*Activity*.
Using the listing below, select the lines with the word "handles" and copy them.
########
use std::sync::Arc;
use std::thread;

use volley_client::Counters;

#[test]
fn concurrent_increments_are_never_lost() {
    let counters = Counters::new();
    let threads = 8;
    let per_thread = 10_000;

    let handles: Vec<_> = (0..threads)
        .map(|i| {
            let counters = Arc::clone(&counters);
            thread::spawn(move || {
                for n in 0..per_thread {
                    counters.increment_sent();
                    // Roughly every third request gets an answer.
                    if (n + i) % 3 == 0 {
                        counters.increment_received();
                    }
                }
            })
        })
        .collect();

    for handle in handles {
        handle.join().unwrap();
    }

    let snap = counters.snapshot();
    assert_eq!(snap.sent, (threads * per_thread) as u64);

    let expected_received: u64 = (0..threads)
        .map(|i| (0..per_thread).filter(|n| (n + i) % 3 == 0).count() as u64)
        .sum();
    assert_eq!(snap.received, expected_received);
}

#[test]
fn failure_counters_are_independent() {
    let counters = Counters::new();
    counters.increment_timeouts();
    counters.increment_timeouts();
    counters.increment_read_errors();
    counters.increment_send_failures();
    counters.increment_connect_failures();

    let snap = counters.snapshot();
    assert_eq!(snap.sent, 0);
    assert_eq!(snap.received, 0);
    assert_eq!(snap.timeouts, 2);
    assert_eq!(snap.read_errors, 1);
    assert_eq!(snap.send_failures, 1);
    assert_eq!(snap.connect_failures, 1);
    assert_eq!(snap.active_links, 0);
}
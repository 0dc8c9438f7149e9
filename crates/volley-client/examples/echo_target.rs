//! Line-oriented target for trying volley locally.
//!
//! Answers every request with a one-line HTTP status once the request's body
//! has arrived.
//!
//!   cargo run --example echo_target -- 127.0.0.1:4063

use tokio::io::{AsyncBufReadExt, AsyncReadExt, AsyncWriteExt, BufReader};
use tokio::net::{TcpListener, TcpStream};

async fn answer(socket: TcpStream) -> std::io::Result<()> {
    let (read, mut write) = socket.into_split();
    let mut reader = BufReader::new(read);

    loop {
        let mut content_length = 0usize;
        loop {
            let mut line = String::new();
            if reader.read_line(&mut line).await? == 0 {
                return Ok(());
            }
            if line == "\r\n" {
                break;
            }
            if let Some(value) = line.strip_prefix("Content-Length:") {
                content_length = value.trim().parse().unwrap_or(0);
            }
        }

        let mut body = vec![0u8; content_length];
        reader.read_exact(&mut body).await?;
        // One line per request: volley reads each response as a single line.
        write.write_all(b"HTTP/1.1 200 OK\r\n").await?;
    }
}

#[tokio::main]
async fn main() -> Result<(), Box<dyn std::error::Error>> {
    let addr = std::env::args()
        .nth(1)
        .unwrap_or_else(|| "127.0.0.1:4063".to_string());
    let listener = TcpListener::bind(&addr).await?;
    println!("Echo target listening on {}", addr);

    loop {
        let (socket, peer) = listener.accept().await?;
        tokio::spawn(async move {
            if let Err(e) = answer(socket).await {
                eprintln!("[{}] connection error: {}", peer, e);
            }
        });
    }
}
########
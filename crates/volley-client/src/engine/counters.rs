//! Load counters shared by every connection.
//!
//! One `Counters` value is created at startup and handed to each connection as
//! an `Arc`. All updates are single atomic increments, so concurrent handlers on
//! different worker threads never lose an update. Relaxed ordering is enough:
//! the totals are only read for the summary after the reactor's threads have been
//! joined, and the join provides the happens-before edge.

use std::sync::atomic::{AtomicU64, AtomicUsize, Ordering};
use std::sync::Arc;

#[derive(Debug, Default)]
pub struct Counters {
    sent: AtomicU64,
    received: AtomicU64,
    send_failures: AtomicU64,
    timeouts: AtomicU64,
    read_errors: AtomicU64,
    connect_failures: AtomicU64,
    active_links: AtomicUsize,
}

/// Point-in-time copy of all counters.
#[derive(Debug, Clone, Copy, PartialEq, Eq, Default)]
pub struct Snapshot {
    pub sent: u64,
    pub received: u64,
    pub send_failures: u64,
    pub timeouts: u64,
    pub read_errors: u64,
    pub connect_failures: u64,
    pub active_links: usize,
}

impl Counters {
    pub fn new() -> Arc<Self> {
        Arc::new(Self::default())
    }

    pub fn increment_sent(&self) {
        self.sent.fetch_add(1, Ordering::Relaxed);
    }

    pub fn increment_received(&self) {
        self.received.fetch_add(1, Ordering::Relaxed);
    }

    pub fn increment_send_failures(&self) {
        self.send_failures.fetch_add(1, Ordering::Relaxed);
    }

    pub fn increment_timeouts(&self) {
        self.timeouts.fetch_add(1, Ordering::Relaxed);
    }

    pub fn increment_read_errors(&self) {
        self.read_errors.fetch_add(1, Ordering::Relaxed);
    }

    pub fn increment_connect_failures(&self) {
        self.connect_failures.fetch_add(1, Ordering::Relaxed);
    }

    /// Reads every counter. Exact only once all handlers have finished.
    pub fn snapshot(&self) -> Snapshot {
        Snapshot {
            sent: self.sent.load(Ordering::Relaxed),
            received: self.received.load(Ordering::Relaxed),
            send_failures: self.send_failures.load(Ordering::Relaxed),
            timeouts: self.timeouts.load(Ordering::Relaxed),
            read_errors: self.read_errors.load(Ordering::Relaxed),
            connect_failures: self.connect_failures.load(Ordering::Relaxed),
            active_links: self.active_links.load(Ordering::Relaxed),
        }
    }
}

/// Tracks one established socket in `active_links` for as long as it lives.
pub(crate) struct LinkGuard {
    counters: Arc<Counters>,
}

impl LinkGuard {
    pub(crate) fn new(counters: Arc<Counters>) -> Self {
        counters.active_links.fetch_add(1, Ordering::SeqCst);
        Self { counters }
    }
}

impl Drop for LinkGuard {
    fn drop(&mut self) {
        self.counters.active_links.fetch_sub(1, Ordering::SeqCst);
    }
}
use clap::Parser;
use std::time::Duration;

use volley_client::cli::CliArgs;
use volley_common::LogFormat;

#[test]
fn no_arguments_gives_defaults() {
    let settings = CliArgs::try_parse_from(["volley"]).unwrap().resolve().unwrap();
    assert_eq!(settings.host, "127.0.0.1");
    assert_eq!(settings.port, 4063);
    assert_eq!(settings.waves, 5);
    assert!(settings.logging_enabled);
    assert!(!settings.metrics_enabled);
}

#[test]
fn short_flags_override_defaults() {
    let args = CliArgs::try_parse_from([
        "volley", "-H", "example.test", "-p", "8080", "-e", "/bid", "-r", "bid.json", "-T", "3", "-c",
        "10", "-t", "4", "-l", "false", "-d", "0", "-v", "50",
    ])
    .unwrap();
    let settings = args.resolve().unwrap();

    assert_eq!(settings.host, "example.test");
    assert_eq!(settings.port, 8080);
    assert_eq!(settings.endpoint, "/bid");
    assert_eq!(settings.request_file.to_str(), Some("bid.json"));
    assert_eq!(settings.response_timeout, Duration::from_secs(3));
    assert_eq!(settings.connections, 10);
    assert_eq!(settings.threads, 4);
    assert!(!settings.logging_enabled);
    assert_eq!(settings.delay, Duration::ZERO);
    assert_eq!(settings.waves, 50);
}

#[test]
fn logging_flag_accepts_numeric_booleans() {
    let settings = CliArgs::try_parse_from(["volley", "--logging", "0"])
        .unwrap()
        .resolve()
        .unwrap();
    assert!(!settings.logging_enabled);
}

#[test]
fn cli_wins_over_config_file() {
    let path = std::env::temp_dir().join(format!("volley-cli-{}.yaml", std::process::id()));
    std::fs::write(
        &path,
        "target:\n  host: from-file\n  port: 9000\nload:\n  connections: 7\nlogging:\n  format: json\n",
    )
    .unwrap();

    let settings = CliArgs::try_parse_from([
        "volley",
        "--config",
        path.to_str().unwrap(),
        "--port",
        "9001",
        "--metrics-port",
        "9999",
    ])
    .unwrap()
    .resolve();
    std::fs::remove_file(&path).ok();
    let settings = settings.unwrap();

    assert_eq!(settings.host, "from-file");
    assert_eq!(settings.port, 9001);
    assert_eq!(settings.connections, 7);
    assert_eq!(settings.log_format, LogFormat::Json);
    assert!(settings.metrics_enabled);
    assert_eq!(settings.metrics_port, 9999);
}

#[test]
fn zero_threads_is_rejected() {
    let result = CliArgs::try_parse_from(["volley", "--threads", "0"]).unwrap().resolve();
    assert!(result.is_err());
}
########
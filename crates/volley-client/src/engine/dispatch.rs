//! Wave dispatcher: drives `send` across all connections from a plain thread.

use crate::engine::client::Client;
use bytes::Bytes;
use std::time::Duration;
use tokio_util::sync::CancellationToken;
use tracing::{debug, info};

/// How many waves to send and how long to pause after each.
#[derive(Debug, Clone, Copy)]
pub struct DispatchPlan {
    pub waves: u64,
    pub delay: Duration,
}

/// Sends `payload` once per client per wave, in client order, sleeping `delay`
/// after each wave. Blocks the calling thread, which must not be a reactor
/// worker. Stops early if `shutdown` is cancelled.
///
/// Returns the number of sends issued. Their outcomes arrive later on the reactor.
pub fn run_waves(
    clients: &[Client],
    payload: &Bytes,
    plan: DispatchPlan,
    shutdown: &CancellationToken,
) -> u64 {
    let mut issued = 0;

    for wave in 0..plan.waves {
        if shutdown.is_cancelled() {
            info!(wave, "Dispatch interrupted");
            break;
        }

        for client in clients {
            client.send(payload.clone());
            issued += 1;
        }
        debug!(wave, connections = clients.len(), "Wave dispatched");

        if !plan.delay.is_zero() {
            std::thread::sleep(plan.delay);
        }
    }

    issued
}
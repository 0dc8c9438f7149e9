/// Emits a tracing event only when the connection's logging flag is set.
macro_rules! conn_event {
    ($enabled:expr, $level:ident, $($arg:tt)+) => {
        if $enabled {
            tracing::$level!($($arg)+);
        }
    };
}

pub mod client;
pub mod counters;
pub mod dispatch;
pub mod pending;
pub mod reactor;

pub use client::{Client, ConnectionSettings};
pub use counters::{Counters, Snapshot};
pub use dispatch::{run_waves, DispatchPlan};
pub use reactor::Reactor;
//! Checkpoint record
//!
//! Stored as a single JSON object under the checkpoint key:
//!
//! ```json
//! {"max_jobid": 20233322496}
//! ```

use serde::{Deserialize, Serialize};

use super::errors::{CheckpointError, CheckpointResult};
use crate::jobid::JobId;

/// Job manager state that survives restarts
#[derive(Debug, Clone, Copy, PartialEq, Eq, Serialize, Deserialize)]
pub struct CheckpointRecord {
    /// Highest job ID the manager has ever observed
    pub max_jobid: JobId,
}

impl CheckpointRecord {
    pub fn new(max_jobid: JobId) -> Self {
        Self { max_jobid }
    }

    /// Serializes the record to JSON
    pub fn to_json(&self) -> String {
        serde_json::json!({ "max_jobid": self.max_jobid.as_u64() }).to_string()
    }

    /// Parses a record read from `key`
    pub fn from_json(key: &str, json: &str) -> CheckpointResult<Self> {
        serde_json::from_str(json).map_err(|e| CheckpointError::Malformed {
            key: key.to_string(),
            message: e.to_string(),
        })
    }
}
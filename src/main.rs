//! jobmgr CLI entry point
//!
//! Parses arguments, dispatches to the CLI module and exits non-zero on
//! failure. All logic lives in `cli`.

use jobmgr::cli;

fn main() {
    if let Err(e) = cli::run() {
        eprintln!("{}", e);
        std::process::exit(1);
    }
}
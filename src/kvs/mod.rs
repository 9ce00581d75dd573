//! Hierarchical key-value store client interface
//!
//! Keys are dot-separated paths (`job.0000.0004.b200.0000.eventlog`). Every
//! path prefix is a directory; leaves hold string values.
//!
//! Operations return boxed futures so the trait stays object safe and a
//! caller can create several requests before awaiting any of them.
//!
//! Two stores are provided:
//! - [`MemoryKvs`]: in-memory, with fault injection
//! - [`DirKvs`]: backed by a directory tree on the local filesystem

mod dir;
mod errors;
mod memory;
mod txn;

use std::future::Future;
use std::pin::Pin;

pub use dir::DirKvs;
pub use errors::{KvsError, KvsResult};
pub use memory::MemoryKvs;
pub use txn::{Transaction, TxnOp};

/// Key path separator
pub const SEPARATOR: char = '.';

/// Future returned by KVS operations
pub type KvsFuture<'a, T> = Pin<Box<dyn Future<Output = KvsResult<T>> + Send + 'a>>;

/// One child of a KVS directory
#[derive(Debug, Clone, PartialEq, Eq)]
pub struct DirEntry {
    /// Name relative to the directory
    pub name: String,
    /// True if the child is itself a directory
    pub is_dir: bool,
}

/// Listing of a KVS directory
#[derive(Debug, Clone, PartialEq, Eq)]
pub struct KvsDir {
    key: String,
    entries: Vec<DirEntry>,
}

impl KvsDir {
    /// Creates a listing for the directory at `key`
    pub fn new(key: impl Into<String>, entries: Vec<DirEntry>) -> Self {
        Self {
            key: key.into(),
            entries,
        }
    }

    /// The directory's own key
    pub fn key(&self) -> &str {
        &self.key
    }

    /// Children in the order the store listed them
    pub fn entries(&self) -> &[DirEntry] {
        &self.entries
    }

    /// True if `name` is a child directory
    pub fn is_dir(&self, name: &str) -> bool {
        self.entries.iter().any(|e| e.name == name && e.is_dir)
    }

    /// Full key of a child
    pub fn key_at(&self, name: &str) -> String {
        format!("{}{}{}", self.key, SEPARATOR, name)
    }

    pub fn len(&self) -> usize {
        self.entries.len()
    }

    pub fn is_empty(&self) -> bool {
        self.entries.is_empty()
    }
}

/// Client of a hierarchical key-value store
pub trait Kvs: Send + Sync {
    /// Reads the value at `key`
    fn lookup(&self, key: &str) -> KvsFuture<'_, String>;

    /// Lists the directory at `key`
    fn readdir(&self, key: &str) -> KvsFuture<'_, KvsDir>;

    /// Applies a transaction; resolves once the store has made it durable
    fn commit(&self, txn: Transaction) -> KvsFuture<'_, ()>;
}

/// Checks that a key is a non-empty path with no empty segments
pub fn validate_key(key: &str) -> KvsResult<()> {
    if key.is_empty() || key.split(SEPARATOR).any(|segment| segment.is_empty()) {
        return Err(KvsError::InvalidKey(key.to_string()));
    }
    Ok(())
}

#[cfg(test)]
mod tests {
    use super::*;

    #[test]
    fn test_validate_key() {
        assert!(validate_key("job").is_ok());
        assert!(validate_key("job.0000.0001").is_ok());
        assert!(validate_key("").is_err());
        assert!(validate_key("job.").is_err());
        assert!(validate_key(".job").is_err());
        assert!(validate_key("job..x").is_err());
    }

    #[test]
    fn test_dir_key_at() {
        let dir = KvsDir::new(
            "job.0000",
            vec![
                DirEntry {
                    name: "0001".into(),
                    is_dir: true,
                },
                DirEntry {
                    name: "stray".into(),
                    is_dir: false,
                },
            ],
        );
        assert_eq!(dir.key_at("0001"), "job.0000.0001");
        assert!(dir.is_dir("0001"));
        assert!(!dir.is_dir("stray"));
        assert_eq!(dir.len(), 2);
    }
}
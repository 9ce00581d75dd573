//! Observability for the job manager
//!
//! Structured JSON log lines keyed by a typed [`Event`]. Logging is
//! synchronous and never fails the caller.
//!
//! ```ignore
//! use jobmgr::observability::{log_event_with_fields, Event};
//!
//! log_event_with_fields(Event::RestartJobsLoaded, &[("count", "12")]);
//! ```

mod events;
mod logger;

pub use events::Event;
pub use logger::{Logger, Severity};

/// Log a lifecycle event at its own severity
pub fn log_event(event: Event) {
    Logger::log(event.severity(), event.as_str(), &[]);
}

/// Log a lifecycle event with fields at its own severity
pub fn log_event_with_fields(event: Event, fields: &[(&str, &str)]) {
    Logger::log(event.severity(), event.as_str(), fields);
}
########
*Task output*.
    let handles: Vec<_> = (0..threads)
    for handle in handles {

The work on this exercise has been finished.